> [What you are asked to do]:
What lines of the data below hold the string "clone"? Copy each one.

> [Dataset excerpts]:
····················
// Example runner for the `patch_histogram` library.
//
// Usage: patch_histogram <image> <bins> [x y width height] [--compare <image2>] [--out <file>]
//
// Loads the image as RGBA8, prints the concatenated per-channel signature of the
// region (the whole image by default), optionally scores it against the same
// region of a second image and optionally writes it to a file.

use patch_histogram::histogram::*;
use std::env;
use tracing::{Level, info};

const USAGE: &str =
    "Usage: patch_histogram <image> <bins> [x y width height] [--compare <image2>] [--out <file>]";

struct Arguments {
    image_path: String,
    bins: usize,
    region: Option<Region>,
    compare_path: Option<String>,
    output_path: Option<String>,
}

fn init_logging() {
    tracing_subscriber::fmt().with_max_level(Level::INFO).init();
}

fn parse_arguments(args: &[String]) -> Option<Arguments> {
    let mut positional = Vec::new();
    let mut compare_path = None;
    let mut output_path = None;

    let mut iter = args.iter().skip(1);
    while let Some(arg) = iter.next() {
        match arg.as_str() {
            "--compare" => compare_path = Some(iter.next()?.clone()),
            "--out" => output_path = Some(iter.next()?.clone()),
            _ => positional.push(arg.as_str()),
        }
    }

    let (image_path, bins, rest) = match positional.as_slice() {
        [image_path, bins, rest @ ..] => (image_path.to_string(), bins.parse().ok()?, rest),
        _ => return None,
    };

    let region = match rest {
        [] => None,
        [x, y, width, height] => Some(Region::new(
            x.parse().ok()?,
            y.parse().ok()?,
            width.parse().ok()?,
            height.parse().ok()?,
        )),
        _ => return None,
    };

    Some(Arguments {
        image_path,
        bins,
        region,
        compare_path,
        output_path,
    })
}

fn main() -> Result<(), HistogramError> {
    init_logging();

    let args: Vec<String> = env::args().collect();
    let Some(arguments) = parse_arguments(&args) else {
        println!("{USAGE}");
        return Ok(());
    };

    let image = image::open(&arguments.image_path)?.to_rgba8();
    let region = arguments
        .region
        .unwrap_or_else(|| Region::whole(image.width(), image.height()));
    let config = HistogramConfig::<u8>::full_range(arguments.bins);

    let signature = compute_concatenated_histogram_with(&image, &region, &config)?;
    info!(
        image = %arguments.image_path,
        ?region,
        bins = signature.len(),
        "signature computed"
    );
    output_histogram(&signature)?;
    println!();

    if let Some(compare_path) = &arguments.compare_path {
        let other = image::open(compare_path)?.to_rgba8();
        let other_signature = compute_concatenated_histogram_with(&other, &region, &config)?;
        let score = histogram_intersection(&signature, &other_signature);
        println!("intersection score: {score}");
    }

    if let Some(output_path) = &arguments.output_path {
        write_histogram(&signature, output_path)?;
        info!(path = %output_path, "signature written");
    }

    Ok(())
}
····················
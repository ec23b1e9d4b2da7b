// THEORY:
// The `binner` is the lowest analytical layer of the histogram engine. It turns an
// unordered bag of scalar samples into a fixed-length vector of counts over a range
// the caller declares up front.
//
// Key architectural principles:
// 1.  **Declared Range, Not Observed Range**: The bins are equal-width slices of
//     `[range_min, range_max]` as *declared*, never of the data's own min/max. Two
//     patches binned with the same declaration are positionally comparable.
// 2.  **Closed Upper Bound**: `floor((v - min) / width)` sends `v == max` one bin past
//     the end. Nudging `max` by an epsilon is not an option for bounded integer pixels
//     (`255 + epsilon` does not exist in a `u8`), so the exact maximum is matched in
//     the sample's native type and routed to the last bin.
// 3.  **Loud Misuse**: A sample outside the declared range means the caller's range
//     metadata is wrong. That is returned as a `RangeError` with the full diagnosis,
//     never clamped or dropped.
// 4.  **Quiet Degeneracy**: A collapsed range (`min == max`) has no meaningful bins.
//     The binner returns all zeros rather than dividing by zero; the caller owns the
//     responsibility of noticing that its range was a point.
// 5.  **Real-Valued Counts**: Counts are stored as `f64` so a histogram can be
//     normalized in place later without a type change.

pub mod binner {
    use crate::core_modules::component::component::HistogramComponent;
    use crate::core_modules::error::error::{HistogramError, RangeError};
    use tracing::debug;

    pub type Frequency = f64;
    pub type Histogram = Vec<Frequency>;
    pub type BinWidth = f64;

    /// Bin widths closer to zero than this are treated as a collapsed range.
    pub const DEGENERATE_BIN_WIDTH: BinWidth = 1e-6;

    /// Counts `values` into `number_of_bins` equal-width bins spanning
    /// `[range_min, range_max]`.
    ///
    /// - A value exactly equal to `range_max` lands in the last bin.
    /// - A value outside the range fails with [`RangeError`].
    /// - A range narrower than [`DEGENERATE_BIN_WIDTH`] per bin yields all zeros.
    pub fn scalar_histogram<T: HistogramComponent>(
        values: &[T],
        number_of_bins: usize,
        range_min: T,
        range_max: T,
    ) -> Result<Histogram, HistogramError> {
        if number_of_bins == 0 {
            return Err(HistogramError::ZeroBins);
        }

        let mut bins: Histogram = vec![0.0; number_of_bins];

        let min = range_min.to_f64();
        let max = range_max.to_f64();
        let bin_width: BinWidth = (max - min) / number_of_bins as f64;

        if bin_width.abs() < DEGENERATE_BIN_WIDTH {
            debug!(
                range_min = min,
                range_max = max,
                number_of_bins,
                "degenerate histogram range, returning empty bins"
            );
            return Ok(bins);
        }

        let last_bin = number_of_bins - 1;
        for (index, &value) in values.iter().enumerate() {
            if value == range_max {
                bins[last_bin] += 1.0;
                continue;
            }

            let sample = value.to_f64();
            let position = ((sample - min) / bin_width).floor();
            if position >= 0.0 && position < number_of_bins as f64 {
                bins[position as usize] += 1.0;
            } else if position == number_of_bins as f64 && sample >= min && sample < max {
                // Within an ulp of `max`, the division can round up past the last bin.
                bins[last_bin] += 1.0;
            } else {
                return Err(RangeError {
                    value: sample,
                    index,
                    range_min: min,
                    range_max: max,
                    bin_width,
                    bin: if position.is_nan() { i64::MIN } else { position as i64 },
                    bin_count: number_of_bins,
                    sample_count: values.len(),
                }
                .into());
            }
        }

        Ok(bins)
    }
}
····················
> [Solution for this problem]:
            "--compare" => compare_path = Some(iter.next()?.clone()),
            "--out" => output_path = Some(iter.next()?.clone()),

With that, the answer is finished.